use std::path::PathBuf;
use std::sync::atomic::{AtomicBool, Ordering};
use std::sync::Arc;

use russh::client::{self, Handle, Msg};
use russh::keys::agent::client::AgentClient;
use russh::keys::PublicKey;
use russh::{Channel, ChannelStream};
use thiserror::Error;
use tokio::net::TcpStream;
use tracing::warn;

use crate::host_key_verifier;
use crate::secret::Secret;

#[derive(Error, Debug)]
pub enum DialError {
    #[error("connecting to back-end: {0}")]
    Connect(#[source] anyhow::Error),

    #[error("authentication rejected by back-end")]
    AuthRejected,

    #[error("opening back-end session channel: {0}")]
    ChannelOpen(#[source] anyhow::Error),

    #[error("host key verification failed")]
    HostKeyMismatch,
}

/// The `russh::client::Handler` used for the outbound connection. Delegates
/// host-key checking to the per-connection list of authorised-keys files
/// the session coordinator resolved from the server record. `mismatched`
/// records a verification failure so the caller can distinguish "host key
/// didn't match" from any other connect-time error once `russh` surfaces
/// the rejection as a generic connection failure.
pub struct ClientVerifier {
    pub host_pubkey_files: Vec<PathBuf>,
    mismatched: Arc<AtomicBool>,
}

impl ClientVerifier {
    pub fn new(host_pubkey_files: Vec<PathBuf>) -> Self {
        Self {
            host_pubkey_files,
            mismatched: Arc::new(AtomicBool::new(false)),
        }
    }
}

impl client::Handler for ClientVerifier {
    type Error = anyhow::Error;

    async fn check_server_key(&mut self, server_public_key: &PublicKey) -> Result<bool, Self::Error> {
        let ok = host_key_verifier::verify(&self.host_pubkey_files, server_public_key);
        if !ok {
            self.mismatched.store(true, Ordering::SeqCst);
        }
        Ok(ok)
    }
}

pub struct DialedSession {
    pub handle: Handle<ClientVerifier>,
    pub channel: Channel<Msg>,
}

/// Authentication material available for the outbound connection, in the
/// order the dialer tries them: agent-relayed public keys first (when
/// agent forwarding was requested), then a password.
///
/// `agent_client` wraps the `auth-agent@openssh.com` channel opened back
/// toward the inbound client as a raw byte stream, so the signing
/// challenges for `agent_identities` are answered by the client's own
/// agent rather than one local to this process.
pub struct AuthOptions {
    pub agent_identities: Vec<Arc<PublicKey>>,
    pub agent_client: Option<AgentClient<ChannelStream<russh::server::Msg>>>,
    pub password: Option<Secret<String>>,
}

/// Dials `connect_path`, authenticates as `user` using `auth`, and opens a
/// `session` channel. Public-key-via-agent is attempted before password,
/// matching the source's `ssh.PublicKeysCallback` preference.
pub async fn dial(
    connect_path: &str,
    user: &str,
    auth: AuthOptions,
    verifier: ClientVerifier,
) -> Result<DialedSession, DialError> {
    let config = Arc::new(client::Config::default());
    let stream = TcpStream::connect(connect_path)
        .await
        .map_err(|e| DialError::Connect(e.into()))?;

    let mismatched = verifier.mismatched.clone();
    let mut handle = client::connect_stream(config, stream, verifier).await.map_err(|e| {
        if mismatched.load(Ordering::SeqCst) {
            DialError::HostKeyMismatch
        } else {
            DialError::Connect(anyhow::anyhow!(e))
        }
    })?;

    let mut authenticated = false;

    if let Some(mut agent) = auth.agent_client {
        for identity in &auth.agent_identities {
            match handle
                .authenticate_publickey_with(user, identity.clone(), None, &mut agent)
                .await
            {
                Ok(result) if result.success() => {
                    authenticated = true;
                    break;
                }
                Ok(_) => continue,
                Err(error) => {
                    warn!(%error, "agent public-key authentication attempt failed");
                    continue;
                }
            }
        }
    }

    if !authenticated {
        if let Some(password) = &auth.password {
            let result = handle
                .authenticate_password(user, password.expose_secret())
                .await
                .map_err(|e| DialError::Connect(anyhow::anyhow!(e)))?;
            authenticated = result.success();
        }
    }

    if !authenticated {
        return Err(DialError::AuthRejected);
    }

    let channel = handle
        .channel_open_session()
        .await
        .map_err(|e| DialError::ChannelOpen(anyhow::anyhow!(e)))?;

    Ok(DialedSession { handle, channel })
}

_Problem:_ Check each line above for the word "connection" and copy every line that has it.

_Task output:_
/// The `russh::client::Handler` used for the outbound connection. Delegates
/// host-key checking to the per-connection list of authorised-keys files
/// the rejection as a generic connection failure.
/// Authentication material available for the outbound connection, in the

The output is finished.